As outlined above, these phenomena all combine to interact with, and shape, the Eastern Caribbean
shorelines. These shorelines, however, differ, and may consist of a number of different types: sand
beaches, rocky cliffs or mangrove marshes.
The beaches of the Eastern Caribbean are typically formed from one, or (a combination), of three
sources:
•
Volcanic sand which produces black sand beaches;
•
Riverine (i.e. terrestrial), sand which forms brown sand beaches, and
• Coral fragments, which form white sand beaches.

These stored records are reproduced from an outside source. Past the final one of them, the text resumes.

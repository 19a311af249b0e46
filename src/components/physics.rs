//! Point-mass integration shared by rockets and particles.
//!
//! Two accelerations act on every body: gravity along -Y and wind along +X.
//! Integration is semi-implicit Euler: velocity first, then position from the
//! updated velocity.

use raylib::prelude::Vector3;

/// Default downward acceleration in world units per second squared.
pub const DEFAULT_GRAVITY: f32 = 60.0;
/// Default ground height. Particles below it expire.
pub const DEFAULT_FLOOR_Y: f32 = 0.0;

/// Environment read by every update call of a frame.
#[derive(Clone, Copy, Debug, PartialEq)]
pub struct Atmosphere {
    /// Magnitude of the downward acceleration.
    pub gravity: f32,
    /// Wind, applied as a horizontal acceleration along +X (`v.x += wind_speed * dt`).
    /// Negative values blow toward -X.
    pub wind_speed: f32,
    /// Particles whose Y drops below this expire.
    pub floor_y: f32,
}

impl Default for Atmosphere {
    fn default() -> Self {
        Self {
            gravity: DEFAULT_GRAVITY,
            wind_speed: 0.0,
            floor_y: DEFAULT_FLOOR_Y,
        }
    }
}

impl Atmosphere {
    /// Atmosphere with no gravity and no wind. Useful for tests.
    pub fn calm() -> Self {
        Self {
            gravity: 0.0,
            wind_speed: 0.0,
            floor_y: f32::NEG_INFINITY,
        }
    }

    /// Sum of gravity and wind.
    pub fn acceleration(&self) -> Vector3 {
        Vector3::new(self.wind_speed, -self.gravity, 0.0)
    }
}

/// Position and velocity of a simulated point.
#[derive(Clone, Copy, Debug, PartialEq)]
pub struct Body {
    pub position: Vector3,
    pub velocity: Vector3,
}

impl Body {
    pub fn new(position: Vector3, velocity: Vector3) -> Self {
        Self { position, velocity }
    }

    /// Advance by `dt` seconds.
    pub fn integrate(&mut self, dt: f32, atmosphere: &Atmosphere) {
        self.velocity += atmosphere.acceleration().scale_by(dt);
        self.position += self.velocity.scale_by(dt);
    }
}
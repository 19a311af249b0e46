//! The entity family held by the registry.
//!
//! [`Firework`] is a flat tagged variant over the two kinds of live entity.
//! Bursts are not entities: a rocket's update hands back a
//! [`BurstRequest`] and the registry turns it into particles.

use raylib::prelude::Vector3;

use crate::components::burst::BurstRequest;
use crate::components::particle::Particle;
use crate::components::physics::Atmosphere;
use crate::components::rocket::Rocket;
use crate::components::sprite::DrawSurface;

#[derive(Clone, Debug, PartialEq)]
pub enum Firework {
    Rocket(Rocket),
    Particle(Particle),
}

impl Firework {
    /// Advance one step. Only a rocket whose fuse just completed returns `Some`.
    pub fn update(&mut self, dt: f32, atmosphere: &Atmosphere) -> Option<BurstRequest> {
        match self {
            Firework::Rocket(rocket) => rocket.update(dt, atmosphere),
            Firework::Particle(particle) => {
                particle.update(dt, atmosphere);
                None
            }
        }
    }

    pub fn render(&self, surface: &mut impl DrawSurface) {
        match self {
            Firework::Rocket(rocket) => rocket.render(surface),
            Firework::Particle(particle) => particle.render(surface),
        }
    }

    pub fn is_expired(&self) -> bool {
        match self {
            Firework::Rocket(rocket) => rocket.is_expired(),
            Firework::Particle(particle) => particle.is_expired(),
        }
    }

    pub fn position(&self) -> Vector3 {
        match self {
            Firework::Rocket(rocket) => rocket.position(),
            Firework::Particle(particle) => particle.position(),
        }
    }

    pub fn is_rocket(&self) -> bool {
        matches!(self, Firework::Rocket(_))
    }
}

impl From<Rocket> for Firework {
    fn from(rocket: Rocket) -> Self {
        Firework::Rocket(rocket)
    }
}

impl From<Particle> for Firework {
    fn from(particle: Particle) -> Self {
        Firework::Particle(particle)
    }
}

#[cfg(test)]
mod tests {
    use super::*;
    use crate::components::sprite::Sprite;
    use crate::components::theme::ThemeId;
    use raylib::prelude::Color;

    #[test]
    fn test_particle_variant_never_bursts() {
        let p = Particle::new(
            Vector3::new(0.0, 5.0, 0.0),
            Vector3::new(0.0, 0.0, 0.0),
            0.5,
            1.0,
            ThemeId(0),
            Color::WHITE,
        )
        .unwrap();
        let mut f = Firework::from(p);
        assert!(!f.is_rocket());
        assert!(f.update(1.0, &Atmosphere::calm()).is_none());
        assert!(f.is_expired());
    }

    #[test]
    fn test_rocket_variant_dispatches() {
        let r = Rocket::new(
            Vector3::new(0.0, 0.0, 0.0),
            Vector3::new(0.0, 10.0, 0.0),
            1.0,
            1.0,
            ThemeId(0),
            Color::WHITE,
        )
        .unwrap();
        let mut f = Firework::from(r);
        assert!(f.is_rocket());
        let mut drawn: Vec<Sprite> = Vec::new();
        f.render(&mut drawn);
        assert_eq!(drawn.len(), 1);
        assert!(f.update(1.0, &Atmosphere::calm()).is_some());
        assert!(f.is_expired());
        assert_eq!(f.position(), Vector3::new(0.0, 10.0, 0.0));
    }
}
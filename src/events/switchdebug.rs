//! Event and observer to toggle the debug overlay.
//!
//! Emitting a [`SwitchDebugEvent`] flips the presence of the [`DebugMode`]
//! resource. The render system draws the overlay only while it is present.
use crate::resources::debugmode::DebugMode;
use bevy_ecs::observer::On;
use bevy_ecs::prelude::*;
use log::info;

/// Event used to toggle the [`DebugMode`] resource on/off.
#[derive(Event, Debug, Clone, Copy)]
pub struct SwitchDebugEvent {}

/// Observer that toggles the [`DebugMode`] resource.
pub fn switch_debug_observer(
    _trigger: On<SwitchDebugEvent>,
    mut commands: Commands,
    debug_mode: Option<Res<DebugMode>>,
) {
    if debug_mode.is_some() {
        commands.remove_resource::<DebugMode>();
        info!("Debug overlay disabled");
    } else {
        commands.insert_resource(DebugMode {});
        info!("Debug overlay enabled");
    }
}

In many locations, sand from these sources mix at the shoreline. The ongoing transport of sand in
an alongshore direction (as a result of wave action) contributes to the sediment budget, whereby
sand is brought both into, and out of, a section of shoreline. Depending on the relative differences
between these two rates, the shoreline may either erode or accrete. In the development of a Coastal
Zone Management Plan, or in the preparation of coastal infrastructure designs, it is essential to
have some knowledge of the sediment budget and the impact(s) of any proposed structures on it.
As is to be expected, rocky shorelines are much more resistant to erosion than their sandy
counterparts. These rock cliffs may be coral, or may be composed of a harder substrate such as
granite. Coral cliffs have been documented to erode at the rate of approximately 5 mm/year,
however, harder substrate types are much more resistant to erosion.
Mangrove/marsh type shorelines typically occur in low wave energy environments. Because of the
complex root structure of these plants, they tend to anchor the shoreline substrate. They also
facilitate the settlement of silt and mud, which may be washed out of backshore areas during times
of heavy rainfall.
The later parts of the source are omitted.